Director’s Blog: A Kenyan Christmas

19

Dec

2014

The Christmas season is my favorite time of year.  I love celebrating with family and friends, decorating, looking at lights, watching Christmas movies, bundling up by the fire, and going to church on Christmas Eve.  Yet, as much as I enjoy all of these things, this is no longer my reality.

I will wake up this Christmas morning to a humid day in Kisumu, Kenya, with temperatures well over 90 degrees.  There will be no warm fires or cider.  I will visit with friends and spend time with my Ndoto family.  We will feast on goat, kale, and rice.  We will not exchange presents; instead, we will go for a long walk. We will window shop and admire all of the beautiful things the stores sell that are for most, only a dream.  Then, we will go home and tell stories, all the while preparing for the day after Christmas when life as we know it returns.
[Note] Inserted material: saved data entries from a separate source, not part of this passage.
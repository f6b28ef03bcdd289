use super::DataAccessor;
use crate::error::AccessError;
use crate::field::Field;
use crate::Result;
use reqbind_value::{GraphPropertyAccessor, PropertyAccessor, PropertyPath, Value};
use std::fmt;
use std::rc::Rc;
use tracing::trace;

/// Accesses fields through their property path
#[derive(Clone)]
pub struct PropertyPathAccessor {
    property_accessor: Rc<dyn PropertyAccessor>,
}

impl PropertyPathAccessor {
    pub fn new(property_accessor: Rc<dyn PropertyAccessor>) -> Self {
        Self { property_accessor }
    }

    /// Value at `path`; an uninitialized property reads as null
    fn property_value(&self, data: &Value, path: &PropertyPath) -> Result<Value> {
        match self.property_accessor.get_value(data, path) {
            Ok(value) => Ok(value),
            Err(err) if err.is_uninitialized() => Ok(Value::Null),
            Err(err) => Err(err.into()),
        }
    }

    /// Whether writing `value` can be skipped because the target already
    /// holds it
    fn holds_already(
        &self,
        data: &Value,
        path: &PropertyPath,
        value: &Value,
        field: &Field,
    ) -> Result<bool> {
        let by_reference = field.is_by_reference() && matches!(data, Value::Object(_));
        if !by_reference && !matches!(value, Value::DateTime(_)) {
            return Ok(false);
        }

        let current = self.property_value(data, path)?;

        if let (Value::DateTime(new), Value::DateTime(old)) = (value, &current) {
            if new == old {
                return Ok(true);
            }
        }

        Ok(by_reference && value.is_identical(&current))
    }
}

impl Default for PropertyPathAccessor {
    fn default() -> Self {
        Self::new(Rc::new(GraphPropertyAccessor::new()))
    }
}

impl fmt::Debug for PropertyPathAccessor {
    fn fmt(&self, f: &mut fmt::Formatter<'_>) -> fmt::Result {
        f.debug_struct("PropertyPathAccessor").finish_non_exhaustive()
    }
}

impl DataAccessor for PropertyPathAccessor {
    fn get_value(&self, data: &Value, field: &Field) -> Result<Value> {
        let path = field.property_path().ok_or(AccessError::NoReadablePath)?;
        self.property_value(data, path)
    }

    fn set_value(&self, data: &mut Value, value: Value, field: &Field) -> Result<()> {
        let path = field.property_path().ok_or(AccessError::NoWritablePath)?;

        if self.holds_already(data, path, &value, field)? {
            trace!(field = field.name(), "Value already held, skipping write");
            return Ok(());
        }

        self.property_accessor.set_value(data, path, value)?;
        Ok(())
    }

    fn is_readable(&self, _data: &Value, field: &Field) -> bool {
        field.property_path().is_some()
    }

    fn is_writable(&self, data: &Value, field: &Field) -> bool {
        field
            .property_path()
            .is_some_and(|path| self.property_accessor.is_writable(data, path))
    }
}
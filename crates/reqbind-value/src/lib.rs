#![deny(rust_2018_idioms)]
#![warn(clippy::all)]

//! # reqbind-value
//!
//! Dynamic value graph used as the binding target of request mappers.
//!
//! This crate provides a format-neutral value model (`Value`), shared mutable
//! objects with per-property access rules (`Object`, `ObjectRef`), dotted
//! property paths and a structural `PropertyAccessor` able to read and write
//! through them.

/// Structural read/write access along property paths.
pub mod accessor;
/// Uploaded file descriptors.
pub mod file;
/// Camel/snake case conversion of field names.
pub mod naming;
/// Shared objects with typed property slots.
pub mod object;
/// Property path parsing.
pub mod path;
/// Core value enum and map helpers.
pub mod value;

pub use accessor::{GraphPropertyAccessor, PropertyAccessor};
pub use file::UploadedFile;
pub use naming::{camelize, snake_case};
pub use object::{Object, ObjectRef, Property, PropertySetter};
pub use path::{PathElement, PropertyPath};
pub use value::{Value, ValueMap, replace_recursive};

use thiserror::Error;

/// Errors raised while resolving or writing property paths
#[derive(Error, Debug, Clone, PartialEq, Eq)]
pub enum Error {
    #[error("Can't get a way to read the property \"{property}\" in class \"{class}\" (path: {path})")]
    NoSuchProperty {
        path: String,
        class: String,
        property: String,
    },

    #[error("The property \"{path}\" is not readable")]
    NotReadable { path: String },

    #[error("The property \"{path}\" is not writable")]
    NotWritable { path: String },

    #[error("The property \"{path}\" is not initialized. You should initialize it before accessing it")]
    Uninitialized { path: String },

    #[error("Unexpected type at \"{path}\": expected {expected}, found {found}")]
    UnexpectedType {
        path: String,
        expected: String,
        found: String,
    },

    #[error("Invalid property path '{path}': {reason}")]
    InvalidPath { path: String, reason: String },

    #[error("Index {index} is out of bounds at \"{path}\"")]
    IndexOutOfBounds { path: String, index: String },

    #[error("Transformation failed at \"{path}\": {message}")]
    TransformationFailed { path: String, message: String },
}

impl Error {
    /// Build a missing-property error.
    pub fn no_such_property(
        path: impl Into<String>,
        class: impl Into<String>,
        property: impl Into<String>,
    ) -> Self {
        Self::NoSuchProperty {
            path: path.into(),
            class: class.into(),
            property: property.into(),
        }
    }

    /// Build an invalid-path error with input path and parsing reason.
    pub fn invalid_path(path: impl Into<String>, reason: impl Into<String>) -> Self {
        Self::InvalidPath {
            path: path.into(),
            reason: reason.into(),
        }
    }

    /// Build an unexpected-type error.
    pub fn unexpected_type(
        path: impl Into<String>,
        expected: impl Into<String>,
        found: impl Into<String>,
    ) -> Self {
        Self::UnexpectedType {
            path: path.into(),
            expected: expected.into(),
            found: found.into(),
        }
    }

    /// Build a transformation failure raised by a property setter.
    pub fn transformation_failed(path: impl Into<String>, message: impl Into<String>) -> Self {
        Self::TransformationFailed {
            path: path.into(),
            message: message.into(),
        }
    }

    /// Whether the failure only means the target slot was never initialized.
    #[must_use]
    pub fn is_uninitialized(&self) -> bool {
        matches!(self, Self::Uninitialized { .. })
    }

    /// Whether the failure comes from a value transformation in a setter.
    #[must_use]
    pub fn is_transformation_failure(&self) -> bool {
        matches!(self, Self::TransformationFailed { .. })
    }
}

/// Crate-local result type for value operations.
pub type Result<T> = std::result::Result<T, Error>;

#[cfg(test)]
mod tests {
    use super::*;

    #[test]
    fn test_error_classification() {
        let err = Error::Uninitialized {
            path: "foo".to_string(),
        };
        assert!(err.is_uninitialized());
        assert!(!err.is_transformation_failure());

        let err = Error::transformation_failed("bar", "Cannot transform");
        assert!(err.is_transformation_failure());
        assert!(!err.is_uninitialized());
        assert_eq!(
            err.to_string(),
            "Transformation failed at \"bar\": Cannot transform"
        );
    }
}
I’m embracing these new traditions and making the most of them. Instead of struggling to think of what I want, I will step into the shoes of our kids whose eyes are wide and bright and for whom a new shirt on their back is reason to celebrate.  I will eat with my hands while sweating, and thank God for the treat of meat. I’ll spend it with our students, some who have lost parents in the last year and have fought great battles. We will watch Home Alone, and for those brief hours, students will laugh until they are literally rolling on the floor and crying (It’s a kid favorite here. They especially love all of the pranks!). I’ll wear a Santa hat in the increasingly hot summer weather and turn on the lights on my small tree. This Christmas, it won’t be about me and my traditions but about making sweet new memories with these students I love.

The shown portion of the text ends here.